▸ **Exercise**: What is needed is each line of the data below that holds the string "SqliteEventStore".

Collected data
※

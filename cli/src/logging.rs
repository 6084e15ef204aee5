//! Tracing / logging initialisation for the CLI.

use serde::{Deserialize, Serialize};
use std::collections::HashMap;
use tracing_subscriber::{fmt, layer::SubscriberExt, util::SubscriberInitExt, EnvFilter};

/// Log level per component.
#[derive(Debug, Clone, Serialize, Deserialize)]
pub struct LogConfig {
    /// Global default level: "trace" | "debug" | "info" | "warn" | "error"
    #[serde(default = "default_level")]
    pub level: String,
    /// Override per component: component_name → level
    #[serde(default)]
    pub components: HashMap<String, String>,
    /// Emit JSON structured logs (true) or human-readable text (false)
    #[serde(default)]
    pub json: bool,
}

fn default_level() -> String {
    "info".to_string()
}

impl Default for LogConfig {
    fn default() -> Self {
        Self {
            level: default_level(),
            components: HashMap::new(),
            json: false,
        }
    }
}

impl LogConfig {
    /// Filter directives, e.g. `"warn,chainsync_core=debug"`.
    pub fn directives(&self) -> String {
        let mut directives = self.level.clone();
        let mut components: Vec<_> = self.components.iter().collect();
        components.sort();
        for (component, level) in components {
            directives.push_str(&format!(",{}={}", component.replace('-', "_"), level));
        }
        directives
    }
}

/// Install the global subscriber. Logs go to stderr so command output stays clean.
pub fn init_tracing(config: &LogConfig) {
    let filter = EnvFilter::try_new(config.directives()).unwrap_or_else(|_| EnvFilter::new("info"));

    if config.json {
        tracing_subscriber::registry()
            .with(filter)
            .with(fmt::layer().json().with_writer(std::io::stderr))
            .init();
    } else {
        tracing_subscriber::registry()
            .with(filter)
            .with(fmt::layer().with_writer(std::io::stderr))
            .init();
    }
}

※

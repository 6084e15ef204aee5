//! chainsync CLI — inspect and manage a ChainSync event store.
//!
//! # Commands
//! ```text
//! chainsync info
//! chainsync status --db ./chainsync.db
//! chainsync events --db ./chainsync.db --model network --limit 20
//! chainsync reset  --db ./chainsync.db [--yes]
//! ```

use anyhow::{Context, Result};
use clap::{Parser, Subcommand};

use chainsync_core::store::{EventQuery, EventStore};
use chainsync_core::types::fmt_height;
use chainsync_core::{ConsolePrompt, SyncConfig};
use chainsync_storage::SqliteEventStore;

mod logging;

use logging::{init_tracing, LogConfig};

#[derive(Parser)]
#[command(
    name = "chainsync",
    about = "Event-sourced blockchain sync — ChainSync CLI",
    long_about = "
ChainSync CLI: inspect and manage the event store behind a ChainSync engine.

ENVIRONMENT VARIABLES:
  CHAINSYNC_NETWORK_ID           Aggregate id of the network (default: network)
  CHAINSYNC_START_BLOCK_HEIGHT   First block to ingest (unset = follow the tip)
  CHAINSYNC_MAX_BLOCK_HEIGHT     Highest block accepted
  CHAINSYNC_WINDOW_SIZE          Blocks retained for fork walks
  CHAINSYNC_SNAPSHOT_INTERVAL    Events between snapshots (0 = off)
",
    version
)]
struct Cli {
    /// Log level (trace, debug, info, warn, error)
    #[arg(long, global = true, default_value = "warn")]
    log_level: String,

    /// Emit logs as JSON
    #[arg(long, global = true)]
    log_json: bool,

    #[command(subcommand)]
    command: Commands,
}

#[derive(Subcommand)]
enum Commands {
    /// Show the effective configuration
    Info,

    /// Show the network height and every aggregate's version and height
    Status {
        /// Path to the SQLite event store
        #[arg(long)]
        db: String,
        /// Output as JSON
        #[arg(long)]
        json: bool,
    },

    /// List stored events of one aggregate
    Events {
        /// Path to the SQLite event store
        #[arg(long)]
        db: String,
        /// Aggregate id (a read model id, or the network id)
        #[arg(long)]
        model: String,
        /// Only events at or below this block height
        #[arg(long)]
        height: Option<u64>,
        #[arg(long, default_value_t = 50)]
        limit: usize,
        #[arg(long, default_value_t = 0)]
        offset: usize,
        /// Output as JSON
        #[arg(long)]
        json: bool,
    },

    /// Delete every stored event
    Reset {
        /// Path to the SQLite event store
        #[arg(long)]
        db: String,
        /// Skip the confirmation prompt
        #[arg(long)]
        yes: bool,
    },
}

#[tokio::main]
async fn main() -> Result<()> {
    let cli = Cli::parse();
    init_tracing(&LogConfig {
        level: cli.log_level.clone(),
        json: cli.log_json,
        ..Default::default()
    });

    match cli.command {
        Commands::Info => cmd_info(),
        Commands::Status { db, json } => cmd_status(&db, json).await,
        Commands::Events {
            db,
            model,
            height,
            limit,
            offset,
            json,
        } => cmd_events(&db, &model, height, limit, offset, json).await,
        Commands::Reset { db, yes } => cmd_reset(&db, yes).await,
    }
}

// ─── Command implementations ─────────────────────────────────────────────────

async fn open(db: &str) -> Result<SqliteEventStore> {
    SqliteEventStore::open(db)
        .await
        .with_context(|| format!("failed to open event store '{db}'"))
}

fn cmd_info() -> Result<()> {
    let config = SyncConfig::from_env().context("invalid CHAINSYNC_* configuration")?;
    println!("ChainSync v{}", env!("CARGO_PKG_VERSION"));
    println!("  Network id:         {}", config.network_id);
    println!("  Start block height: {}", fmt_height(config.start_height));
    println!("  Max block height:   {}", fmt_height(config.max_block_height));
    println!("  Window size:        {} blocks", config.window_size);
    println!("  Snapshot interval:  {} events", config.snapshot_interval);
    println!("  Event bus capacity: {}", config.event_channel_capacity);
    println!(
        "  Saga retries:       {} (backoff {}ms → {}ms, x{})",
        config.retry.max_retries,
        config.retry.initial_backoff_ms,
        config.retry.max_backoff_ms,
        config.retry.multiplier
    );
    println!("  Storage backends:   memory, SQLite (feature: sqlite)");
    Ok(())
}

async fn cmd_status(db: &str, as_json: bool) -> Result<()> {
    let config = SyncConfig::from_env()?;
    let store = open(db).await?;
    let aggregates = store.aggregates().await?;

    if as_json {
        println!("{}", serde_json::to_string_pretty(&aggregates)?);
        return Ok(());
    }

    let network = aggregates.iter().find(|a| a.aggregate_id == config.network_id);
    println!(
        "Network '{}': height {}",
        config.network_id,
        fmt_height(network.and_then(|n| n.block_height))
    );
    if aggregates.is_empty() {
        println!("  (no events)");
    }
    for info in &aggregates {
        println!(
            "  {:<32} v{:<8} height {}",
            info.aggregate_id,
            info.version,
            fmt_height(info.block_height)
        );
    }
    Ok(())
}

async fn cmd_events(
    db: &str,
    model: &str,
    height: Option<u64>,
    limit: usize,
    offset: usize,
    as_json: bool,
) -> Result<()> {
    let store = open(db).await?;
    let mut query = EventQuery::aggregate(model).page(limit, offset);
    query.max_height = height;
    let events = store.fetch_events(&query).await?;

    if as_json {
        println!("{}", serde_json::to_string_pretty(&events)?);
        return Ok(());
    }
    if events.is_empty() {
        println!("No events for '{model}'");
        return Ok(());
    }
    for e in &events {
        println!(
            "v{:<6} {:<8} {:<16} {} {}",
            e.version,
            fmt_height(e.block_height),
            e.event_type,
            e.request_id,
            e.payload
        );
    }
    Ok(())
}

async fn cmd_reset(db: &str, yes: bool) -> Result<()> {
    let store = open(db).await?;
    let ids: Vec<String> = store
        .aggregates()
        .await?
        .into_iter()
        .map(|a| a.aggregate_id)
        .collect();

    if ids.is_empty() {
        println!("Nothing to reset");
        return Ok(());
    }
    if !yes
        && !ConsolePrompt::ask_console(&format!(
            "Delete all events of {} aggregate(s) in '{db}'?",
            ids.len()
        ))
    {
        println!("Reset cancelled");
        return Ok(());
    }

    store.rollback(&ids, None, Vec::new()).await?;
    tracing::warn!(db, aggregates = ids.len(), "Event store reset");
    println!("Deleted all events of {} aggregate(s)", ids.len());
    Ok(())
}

※

▸ **Solved exercise**:
use chainsync_storage::SqliteEventStore;
async fn open(db: &str) -> Result<SqliteEventStore> {
    SqliteEventStore::open(db)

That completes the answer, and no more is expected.